YOUR INSTRUCTIONS
Search the entries for the word "impl" and copy each line that has it.

Dataset records

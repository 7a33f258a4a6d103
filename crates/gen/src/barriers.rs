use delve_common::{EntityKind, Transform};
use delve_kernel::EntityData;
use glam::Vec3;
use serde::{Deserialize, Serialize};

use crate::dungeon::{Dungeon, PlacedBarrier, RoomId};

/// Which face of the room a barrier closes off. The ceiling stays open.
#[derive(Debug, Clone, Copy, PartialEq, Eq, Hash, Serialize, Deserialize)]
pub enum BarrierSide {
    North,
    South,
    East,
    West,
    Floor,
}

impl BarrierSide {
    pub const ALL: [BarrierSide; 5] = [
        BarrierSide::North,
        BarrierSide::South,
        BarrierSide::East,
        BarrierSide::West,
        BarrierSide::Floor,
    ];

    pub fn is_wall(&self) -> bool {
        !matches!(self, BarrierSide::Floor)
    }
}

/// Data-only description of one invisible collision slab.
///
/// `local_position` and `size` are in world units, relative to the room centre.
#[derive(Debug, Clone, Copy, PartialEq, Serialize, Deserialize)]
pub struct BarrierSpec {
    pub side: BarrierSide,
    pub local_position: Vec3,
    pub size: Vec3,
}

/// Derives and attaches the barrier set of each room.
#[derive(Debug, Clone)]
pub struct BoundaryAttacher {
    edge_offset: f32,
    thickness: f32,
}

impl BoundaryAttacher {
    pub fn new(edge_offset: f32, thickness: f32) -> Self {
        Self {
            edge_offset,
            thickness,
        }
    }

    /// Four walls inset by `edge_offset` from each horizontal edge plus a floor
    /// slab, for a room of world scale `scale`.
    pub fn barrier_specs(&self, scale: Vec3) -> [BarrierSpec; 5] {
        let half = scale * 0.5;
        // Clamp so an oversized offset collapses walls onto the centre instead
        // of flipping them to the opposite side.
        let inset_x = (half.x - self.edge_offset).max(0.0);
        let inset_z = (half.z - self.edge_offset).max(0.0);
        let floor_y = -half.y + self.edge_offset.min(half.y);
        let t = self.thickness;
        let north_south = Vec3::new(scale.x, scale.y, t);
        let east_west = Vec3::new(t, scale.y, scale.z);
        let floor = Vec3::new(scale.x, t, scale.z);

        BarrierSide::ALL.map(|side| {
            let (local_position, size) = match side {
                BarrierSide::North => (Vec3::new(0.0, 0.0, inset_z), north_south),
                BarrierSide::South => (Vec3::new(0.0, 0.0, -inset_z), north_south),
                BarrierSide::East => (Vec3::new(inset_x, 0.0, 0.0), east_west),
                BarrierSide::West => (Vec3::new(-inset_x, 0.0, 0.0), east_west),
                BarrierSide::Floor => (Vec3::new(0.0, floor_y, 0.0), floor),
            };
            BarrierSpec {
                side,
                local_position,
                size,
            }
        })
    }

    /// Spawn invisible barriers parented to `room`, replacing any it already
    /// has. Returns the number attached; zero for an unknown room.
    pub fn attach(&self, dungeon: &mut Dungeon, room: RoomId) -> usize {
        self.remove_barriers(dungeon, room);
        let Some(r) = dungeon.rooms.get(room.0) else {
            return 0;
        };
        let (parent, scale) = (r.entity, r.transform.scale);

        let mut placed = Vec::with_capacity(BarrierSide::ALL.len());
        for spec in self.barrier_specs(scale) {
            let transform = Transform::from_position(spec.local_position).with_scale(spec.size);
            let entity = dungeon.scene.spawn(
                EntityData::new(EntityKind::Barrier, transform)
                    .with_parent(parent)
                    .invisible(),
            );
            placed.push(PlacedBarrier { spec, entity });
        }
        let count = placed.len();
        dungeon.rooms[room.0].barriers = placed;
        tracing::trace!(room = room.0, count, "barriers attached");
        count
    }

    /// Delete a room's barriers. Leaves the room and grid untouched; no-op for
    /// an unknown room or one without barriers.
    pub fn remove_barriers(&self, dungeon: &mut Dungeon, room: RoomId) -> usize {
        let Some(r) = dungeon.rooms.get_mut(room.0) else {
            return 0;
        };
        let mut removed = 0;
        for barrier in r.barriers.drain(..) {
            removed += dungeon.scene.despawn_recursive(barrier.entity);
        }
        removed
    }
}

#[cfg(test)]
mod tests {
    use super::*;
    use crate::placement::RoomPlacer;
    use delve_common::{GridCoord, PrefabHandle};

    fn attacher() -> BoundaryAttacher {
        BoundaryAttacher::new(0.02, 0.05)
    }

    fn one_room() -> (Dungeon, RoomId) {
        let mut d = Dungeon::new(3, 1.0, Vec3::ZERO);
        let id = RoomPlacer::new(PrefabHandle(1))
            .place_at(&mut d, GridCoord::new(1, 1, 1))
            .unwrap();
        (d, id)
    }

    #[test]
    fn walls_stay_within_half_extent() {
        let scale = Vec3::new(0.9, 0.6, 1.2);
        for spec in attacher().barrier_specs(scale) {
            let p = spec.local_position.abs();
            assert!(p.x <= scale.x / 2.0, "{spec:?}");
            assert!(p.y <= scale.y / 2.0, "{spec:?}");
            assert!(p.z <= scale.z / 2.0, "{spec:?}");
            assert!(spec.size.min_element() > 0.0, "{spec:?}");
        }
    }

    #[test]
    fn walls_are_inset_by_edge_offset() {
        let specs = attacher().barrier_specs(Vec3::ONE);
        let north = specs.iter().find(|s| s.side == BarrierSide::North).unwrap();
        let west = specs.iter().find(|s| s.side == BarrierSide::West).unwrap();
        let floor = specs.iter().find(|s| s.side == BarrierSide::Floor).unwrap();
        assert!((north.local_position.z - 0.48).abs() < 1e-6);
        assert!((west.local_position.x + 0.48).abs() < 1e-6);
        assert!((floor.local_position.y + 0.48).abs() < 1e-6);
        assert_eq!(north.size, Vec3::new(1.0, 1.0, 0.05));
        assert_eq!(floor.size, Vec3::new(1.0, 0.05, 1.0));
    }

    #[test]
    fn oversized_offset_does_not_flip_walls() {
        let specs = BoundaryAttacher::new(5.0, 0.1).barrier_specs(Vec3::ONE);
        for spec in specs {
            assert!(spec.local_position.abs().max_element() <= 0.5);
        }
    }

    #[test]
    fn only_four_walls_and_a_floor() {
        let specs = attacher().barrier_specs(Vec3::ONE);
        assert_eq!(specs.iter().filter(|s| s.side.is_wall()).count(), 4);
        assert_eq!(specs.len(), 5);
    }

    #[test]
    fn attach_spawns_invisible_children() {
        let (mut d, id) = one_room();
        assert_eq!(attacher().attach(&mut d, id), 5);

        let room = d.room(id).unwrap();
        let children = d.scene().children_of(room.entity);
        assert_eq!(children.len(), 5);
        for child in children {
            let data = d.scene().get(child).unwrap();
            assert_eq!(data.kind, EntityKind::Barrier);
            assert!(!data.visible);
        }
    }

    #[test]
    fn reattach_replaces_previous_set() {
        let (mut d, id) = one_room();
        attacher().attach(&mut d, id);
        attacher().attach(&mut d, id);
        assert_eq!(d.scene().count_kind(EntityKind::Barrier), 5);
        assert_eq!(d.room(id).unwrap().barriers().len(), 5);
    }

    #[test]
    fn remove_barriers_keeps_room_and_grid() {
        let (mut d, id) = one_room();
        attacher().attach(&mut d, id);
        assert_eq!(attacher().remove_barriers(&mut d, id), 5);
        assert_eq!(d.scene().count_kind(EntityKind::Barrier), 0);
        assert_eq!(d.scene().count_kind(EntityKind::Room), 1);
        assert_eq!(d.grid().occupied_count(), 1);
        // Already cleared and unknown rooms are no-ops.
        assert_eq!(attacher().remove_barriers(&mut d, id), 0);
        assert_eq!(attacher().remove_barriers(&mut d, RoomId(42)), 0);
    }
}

ANSWER FOR THIS EXERCISE
impl BarrierSide {
impl BoundaryAttacher {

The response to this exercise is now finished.